Supplied data.
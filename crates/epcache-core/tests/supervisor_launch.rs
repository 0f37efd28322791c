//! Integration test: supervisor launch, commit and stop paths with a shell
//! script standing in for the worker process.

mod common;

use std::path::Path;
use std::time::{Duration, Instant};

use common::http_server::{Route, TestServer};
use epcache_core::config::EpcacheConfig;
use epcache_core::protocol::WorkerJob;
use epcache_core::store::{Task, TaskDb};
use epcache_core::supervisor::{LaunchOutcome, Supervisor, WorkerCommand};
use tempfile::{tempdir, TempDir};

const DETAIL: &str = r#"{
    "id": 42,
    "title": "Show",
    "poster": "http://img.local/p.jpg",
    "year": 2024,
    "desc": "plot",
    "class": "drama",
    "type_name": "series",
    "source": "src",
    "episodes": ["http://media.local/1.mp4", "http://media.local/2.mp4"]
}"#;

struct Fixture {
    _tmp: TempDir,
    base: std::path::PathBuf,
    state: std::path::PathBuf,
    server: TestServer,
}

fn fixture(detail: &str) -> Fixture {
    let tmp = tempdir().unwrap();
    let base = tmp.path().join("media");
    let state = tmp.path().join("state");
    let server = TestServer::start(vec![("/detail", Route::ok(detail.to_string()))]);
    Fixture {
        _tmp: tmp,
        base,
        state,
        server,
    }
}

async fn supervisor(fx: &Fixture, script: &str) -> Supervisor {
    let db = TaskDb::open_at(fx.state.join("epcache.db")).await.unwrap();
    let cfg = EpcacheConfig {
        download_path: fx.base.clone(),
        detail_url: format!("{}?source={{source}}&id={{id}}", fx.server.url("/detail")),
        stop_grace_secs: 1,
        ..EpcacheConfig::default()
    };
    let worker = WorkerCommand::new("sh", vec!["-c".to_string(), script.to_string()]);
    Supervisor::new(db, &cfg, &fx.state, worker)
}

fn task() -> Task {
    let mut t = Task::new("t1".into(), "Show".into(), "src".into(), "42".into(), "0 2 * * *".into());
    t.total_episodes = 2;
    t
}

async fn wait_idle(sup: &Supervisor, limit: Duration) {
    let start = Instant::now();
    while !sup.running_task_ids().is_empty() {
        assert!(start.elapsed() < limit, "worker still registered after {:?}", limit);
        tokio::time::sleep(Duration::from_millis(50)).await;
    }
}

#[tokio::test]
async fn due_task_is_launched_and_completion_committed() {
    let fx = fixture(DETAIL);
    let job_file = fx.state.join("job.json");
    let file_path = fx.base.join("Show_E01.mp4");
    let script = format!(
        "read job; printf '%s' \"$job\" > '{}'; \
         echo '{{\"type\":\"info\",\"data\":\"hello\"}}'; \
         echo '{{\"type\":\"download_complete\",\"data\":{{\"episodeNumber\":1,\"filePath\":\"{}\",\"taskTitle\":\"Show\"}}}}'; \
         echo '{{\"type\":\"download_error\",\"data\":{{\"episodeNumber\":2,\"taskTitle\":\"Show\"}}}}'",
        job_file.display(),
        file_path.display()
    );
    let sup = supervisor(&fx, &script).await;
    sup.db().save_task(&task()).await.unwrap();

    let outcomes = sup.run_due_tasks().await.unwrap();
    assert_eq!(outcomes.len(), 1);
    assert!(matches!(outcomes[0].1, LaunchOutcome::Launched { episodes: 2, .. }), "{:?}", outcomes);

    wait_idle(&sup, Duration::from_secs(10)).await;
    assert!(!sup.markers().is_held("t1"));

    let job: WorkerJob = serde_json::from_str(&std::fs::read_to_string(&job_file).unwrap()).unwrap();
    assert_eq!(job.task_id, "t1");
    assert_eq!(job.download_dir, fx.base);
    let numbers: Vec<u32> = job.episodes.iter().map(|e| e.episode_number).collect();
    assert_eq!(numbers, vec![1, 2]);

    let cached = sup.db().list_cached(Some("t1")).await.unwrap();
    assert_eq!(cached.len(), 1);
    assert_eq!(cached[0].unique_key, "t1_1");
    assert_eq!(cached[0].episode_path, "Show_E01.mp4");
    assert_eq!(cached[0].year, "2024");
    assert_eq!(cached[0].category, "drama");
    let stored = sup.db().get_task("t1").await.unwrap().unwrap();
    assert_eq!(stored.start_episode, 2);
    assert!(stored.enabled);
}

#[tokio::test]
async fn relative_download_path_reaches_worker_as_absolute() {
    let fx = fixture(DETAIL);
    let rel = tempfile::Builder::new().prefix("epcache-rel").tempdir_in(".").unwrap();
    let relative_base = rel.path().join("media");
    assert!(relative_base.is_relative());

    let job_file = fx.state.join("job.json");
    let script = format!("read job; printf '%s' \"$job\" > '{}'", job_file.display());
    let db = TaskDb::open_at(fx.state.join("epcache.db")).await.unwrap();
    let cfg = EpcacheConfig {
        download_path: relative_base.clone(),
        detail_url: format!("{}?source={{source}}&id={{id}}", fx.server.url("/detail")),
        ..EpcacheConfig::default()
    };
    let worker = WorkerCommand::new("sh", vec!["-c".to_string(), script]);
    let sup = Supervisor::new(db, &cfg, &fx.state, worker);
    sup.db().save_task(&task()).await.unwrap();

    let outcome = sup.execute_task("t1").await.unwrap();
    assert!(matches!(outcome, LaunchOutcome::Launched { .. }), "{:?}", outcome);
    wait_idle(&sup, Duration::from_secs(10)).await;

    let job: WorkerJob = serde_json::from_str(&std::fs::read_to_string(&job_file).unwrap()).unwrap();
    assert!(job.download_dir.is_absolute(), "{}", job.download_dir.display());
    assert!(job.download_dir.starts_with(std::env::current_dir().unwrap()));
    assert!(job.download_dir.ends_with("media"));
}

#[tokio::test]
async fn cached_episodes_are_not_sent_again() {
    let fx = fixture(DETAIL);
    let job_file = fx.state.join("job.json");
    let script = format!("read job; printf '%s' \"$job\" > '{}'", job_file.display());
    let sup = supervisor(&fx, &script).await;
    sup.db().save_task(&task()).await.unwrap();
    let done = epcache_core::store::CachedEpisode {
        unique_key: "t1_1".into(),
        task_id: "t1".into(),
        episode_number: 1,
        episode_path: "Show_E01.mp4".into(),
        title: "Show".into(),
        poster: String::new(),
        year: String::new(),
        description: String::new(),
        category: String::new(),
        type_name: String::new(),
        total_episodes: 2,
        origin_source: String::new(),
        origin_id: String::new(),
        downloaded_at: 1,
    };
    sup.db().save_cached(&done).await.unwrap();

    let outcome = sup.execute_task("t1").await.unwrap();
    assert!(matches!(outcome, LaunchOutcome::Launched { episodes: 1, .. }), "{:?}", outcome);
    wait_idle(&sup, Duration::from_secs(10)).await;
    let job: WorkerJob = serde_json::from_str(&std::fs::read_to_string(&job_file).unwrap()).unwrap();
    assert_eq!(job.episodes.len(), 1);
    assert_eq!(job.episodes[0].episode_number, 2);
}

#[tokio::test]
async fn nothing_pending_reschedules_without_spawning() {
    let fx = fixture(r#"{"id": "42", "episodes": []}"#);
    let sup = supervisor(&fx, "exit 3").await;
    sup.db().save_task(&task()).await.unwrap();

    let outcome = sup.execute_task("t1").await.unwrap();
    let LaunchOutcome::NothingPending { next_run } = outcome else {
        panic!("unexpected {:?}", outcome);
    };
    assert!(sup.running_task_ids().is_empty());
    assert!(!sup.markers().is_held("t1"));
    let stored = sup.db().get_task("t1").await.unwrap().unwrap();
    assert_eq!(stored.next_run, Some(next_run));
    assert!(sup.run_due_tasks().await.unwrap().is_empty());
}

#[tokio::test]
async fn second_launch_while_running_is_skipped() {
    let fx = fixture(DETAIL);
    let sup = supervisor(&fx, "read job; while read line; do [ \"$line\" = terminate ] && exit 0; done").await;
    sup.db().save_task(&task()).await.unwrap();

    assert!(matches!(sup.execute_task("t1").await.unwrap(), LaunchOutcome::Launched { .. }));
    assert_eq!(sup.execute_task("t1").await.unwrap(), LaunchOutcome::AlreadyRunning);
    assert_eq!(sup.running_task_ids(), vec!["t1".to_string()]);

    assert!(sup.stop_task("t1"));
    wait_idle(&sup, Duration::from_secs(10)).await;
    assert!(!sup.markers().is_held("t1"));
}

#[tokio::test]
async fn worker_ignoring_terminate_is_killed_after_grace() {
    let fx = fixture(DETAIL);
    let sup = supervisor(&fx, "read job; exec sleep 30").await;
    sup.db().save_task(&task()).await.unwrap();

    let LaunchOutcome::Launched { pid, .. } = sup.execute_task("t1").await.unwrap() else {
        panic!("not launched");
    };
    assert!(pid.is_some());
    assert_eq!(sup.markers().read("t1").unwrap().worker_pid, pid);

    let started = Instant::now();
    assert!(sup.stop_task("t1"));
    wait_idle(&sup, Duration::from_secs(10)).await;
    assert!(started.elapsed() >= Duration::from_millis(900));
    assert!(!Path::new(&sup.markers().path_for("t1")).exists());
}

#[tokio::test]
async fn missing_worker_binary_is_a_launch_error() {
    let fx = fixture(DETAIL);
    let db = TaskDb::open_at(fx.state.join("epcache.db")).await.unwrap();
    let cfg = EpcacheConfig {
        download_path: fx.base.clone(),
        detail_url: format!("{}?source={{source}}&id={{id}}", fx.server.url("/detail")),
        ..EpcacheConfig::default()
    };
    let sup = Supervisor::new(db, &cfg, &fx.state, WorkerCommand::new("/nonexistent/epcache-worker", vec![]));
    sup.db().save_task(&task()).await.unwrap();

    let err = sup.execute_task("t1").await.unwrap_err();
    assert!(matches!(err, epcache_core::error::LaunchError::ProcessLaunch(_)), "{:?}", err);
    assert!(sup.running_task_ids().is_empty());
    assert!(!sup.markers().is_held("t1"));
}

Exercise objective. Look through the data above and return exactly the lines from the one that contains "async fn relative_download_path_reaches_worker_as_absolute()" to the one that contains "assert!(relative_base.is_relative());", inclusive, with nothing else.

Written answer.
async fn relative_download_path_reaches_worker_as_absolute() {
    let fx = fixture(DETAIL);
    let rel = tempfile::Builder::new().prefix("epcache-rel").tempdir_in(".").unwrap();
    let relative_base = rel.path().join("media");
    assert!(relative_base.is_relative());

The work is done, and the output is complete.